▶ Activity
Every line containing "reading" should be copied out. Go through the entries and find them.

▶ Exercise data
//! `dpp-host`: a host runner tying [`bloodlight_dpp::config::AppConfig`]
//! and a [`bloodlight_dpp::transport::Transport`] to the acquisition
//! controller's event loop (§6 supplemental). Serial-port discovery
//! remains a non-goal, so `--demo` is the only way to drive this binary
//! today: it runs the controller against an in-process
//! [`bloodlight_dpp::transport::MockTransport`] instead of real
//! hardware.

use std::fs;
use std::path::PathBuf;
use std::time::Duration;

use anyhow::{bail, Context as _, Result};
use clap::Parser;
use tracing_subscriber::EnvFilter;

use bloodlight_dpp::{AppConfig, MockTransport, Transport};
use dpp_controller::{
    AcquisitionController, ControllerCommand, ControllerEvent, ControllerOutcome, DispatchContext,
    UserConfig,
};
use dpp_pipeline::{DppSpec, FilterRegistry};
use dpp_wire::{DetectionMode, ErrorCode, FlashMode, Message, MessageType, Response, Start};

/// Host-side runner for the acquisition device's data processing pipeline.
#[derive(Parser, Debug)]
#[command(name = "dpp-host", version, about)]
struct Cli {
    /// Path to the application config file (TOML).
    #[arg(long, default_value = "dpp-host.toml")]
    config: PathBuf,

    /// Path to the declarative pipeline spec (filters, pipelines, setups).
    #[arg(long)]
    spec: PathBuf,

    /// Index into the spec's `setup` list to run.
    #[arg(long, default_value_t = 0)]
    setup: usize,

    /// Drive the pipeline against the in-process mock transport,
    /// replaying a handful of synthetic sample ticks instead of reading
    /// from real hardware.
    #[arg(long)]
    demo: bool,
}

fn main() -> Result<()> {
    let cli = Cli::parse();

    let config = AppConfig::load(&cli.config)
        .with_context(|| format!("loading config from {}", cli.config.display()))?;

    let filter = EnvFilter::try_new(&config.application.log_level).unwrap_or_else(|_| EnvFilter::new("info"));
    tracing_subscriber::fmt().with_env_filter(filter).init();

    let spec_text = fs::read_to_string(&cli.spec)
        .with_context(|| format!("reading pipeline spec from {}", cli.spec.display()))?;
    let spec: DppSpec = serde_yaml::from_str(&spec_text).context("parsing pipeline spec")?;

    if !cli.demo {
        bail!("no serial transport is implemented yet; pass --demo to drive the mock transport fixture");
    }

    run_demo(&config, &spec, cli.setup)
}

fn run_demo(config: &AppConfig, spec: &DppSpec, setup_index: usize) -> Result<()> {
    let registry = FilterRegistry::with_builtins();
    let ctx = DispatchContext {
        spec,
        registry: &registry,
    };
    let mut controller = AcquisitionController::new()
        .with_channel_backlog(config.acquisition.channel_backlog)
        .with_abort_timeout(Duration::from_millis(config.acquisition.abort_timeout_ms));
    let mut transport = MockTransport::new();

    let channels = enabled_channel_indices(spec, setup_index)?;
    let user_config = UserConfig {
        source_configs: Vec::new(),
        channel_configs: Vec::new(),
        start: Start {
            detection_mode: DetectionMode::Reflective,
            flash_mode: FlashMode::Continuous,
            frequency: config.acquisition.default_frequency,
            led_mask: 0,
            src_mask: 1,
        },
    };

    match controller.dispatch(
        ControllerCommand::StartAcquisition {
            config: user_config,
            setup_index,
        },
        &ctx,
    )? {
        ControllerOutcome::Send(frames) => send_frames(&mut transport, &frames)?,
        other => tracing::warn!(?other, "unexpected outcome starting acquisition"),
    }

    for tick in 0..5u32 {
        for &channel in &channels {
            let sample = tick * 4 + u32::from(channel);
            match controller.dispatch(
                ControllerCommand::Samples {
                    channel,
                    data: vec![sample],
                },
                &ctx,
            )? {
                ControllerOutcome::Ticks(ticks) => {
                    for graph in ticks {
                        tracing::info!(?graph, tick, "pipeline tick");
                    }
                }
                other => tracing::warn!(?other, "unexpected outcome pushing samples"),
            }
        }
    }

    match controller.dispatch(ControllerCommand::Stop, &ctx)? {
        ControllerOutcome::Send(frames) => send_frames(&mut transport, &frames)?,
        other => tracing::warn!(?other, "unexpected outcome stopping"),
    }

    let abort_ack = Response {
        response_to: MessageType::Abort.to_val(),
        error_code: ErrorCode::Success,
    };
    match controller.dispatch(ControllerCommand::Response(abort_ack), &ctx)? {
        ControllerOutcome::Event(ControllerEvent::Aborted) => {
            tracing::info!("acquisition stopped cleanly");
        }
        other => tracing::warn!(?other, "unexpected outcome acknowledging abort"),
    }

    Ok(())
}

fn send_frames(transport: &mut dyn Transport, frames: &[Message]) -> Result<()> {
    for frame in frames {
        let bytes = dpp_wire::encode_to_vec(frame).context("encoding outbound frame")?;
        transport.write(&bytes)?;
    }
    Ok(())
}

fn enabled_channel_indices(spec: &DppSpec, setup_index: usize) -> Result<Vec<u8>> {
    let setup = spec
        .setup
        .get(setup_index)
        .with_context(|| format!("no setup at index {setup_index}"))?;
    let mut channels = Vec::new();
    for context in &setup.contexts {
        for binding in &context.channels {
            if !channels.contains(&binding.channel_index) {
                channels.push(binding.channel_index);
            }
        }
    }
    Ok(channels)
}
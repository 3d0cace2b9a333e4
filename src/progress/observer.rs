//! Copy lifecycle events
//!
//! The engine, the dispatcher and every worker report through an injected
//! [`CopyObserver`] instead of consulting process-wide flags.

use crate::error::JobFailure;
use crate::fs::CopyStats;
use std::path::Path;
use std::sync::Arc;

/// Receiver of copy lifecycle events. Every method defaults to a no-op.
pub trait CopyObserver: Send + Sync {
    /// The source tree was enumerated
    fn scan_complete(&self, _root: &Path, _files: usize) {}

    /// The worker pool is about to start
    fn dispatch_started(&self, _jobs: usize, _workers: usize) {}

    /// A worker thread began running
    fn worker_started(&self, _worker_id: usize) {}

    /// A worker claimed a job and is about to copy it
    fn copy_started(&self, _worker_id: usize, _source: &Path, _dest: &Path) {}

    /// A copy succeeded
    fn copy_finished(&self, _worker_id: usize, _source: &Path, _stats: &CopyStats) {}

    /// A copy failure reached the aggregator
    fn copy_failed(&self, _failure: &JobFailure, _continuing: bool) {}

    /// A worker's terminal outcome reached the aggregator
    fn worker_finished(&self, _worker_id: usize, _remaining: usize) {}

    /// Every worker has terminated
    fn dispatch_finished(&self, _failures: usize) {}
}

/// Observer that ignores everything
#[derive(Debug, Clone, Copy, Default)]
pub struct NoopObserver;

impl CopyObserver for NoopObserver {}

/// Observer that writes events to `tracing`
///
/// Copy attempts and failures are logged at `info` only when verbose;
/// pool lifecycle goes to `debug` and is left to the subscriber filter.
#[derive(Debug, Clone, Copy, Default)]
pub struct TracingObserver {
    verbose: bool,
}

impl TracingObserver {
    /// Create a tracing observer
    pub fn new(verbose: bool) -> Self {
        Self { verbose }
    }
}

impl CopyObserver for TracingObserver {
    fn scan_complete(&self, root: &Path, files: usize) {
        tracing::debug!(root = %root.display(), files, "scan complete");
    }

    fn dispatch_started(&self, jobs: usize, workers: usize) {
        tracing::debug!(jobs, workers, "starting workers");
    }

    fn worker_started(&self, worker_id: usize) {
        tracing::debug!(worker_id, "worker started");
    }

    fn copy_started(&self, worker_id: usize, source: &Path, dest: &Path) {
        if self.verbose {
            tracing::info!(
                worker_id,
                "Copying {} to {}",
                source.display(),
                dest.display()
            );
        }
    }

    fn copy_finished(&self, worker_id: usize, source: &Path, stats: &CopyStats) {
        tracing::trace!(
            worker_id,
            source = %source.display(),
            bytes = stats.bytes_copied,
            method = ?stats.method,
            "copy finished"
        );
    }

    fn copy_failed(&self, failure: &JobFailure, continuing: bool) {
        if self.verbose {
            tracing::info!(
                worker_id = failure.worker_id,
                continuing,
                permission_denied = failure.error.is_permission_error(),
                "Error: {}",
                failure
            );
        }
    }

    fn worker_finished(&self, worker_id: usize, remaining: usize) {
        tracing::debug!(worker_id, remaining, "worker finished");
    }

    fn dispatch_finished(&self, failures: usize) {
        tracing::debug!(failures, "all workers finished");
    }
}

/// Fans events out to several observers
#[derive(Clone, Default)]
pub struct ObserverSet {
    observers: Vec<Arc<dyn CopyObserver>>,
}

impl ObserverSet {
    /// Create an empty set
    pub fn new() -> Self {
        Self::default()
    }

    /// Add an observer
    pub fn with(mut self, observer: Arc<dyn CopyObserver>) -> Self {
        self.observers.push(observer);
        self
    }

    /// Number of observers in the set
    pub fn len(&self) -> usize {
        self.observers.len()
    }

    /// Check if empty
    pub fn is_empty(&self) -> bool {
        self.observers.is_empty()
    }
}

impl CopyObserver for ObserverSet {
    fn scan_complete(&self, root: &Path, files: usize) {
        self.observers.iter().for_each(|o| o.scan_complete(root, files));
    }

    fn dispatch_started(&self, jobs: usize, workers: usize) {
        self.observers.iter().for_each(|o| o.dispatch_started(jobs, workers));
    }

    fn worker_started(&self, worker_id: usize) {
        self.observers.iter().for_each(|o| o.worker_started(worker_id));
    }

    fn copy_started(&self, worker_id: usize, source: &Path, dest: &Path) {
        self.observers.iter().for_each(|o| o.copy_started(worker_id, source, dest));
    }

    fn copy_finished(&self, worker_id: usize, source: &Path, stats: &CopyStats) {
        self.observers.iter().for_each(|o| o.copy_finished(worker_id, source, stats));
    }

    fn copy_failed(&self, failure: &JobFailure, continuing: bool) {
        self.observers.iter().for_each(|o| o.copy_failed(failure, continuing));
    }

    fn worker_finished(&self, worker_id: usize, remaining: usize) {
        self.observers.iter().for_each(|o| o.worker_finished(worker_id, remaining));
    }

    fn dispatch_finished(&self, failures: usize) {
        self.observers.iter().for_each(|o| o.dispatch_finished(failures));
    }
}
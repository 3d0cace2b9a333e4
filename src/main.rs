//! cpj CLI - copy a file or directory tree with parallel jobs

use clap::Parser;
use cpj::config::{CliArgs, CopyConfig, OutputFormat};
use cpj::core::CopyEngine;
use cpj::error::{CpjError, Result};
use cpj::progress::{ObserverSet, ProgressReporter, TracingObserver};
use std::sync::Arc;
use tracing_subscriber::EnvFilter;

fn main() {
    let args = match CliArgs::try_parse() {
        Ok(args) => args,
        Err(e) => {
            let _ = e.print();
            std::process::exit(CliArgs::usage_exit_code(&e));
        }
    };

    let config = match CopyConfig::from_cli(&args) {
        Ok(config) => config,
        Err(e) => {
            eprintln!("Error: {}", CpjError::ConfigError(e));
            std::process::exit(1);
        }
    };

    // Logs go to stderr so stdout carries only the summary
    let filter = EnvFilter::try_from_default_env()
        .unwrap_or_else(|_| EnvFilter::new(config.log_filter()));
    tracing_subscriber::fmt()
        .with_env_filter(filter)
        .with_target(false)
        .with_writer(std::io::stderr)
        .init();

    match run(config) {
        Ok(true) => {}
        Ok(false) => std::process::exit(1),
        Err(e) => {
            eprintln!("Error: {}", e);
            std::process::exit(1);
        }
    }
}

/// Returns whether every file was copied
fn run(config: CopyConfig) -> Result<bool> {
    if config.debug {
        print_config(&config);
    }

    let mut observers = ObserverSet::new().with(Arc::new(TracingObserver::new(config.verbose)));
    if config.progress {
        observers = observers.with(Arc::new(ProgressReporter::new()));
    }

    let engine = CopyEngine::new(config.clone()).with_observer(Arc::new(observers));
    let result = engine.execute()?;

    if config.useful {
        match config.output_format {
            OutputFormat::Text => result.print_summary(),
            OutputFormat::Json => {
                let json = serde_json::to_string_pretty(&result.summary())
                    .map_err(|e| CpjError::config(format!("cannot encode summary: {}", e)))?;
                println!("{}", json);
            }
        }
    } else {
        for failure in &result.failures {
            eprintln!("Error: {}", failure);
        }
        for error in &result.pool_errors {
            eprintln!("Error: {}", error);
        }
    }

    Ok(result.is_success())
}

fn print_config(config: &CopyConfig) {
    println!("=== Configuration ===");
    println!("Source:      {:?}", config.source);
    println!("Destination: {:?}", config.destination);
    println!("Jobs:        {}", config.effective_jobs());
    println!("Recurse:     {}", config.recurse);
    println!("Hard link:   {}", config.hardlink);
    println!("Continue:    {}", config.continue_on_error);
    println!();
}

▶ Task solution
    /// replaying a handful of synthetic sample ticks instead of reading
        .with_context(|| format!("reading pipeline spec from {}", cli.spec.display()))?;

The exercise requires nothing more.